• [Data supplied]

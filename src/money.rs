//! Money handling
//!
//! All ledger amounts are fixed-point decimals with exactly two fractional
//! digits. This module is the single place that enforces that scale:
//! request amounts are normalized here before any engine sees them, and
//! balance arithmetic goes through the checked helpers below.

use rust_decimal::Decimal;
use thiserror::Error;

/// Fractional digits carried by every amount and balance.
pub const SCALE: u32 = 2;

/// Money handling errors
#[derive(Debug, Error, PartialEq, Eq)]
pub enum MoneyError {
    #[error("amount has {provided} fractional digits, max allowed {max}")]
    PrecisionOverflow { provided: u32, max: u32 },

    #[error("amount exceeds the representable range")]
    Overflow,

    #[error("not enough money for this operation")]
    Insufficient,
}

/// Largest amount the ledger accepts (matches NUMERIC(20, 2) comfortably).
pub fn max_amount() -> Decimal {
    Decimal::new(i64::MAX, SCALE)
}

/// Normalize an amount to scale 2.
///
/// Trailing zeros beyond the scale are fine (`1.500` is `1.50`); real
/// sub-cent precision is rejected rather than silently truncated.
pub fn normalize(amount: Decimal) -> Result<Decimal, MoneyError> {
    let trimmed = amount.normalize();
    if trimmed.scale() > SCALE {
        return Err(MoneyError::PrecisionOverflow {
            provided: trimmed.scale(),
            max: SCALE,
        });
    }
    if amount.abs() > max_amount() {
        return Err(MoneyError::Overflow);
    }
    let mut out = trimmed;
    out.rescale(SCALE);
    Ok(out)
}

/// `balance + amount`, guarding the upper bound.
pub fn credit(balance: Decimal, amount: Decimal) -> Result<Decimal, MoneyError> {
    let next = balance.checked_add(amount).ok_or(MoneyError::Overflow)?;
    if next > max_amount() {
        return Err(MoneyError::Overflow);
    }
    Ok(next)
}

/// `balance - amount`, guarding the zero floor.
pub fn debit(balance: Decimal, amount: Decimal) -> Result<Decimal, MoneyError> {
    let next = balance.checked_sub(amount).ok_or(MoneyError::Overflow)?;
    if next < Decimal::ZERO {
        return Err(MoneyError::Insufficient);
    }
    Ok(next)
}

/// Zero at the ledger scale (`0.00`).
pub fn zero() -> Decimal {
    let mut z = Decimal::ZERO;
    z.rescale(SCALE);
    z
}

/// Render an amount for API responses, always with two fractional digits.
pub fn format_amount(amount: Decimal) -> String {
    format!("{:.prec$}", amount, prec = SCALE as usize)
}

• [Your assignment]
Return each line above where the word "Insufficient" shows up.

• [Written solution]
    Insufficient,
        return Err(MoneyError::Insufficient);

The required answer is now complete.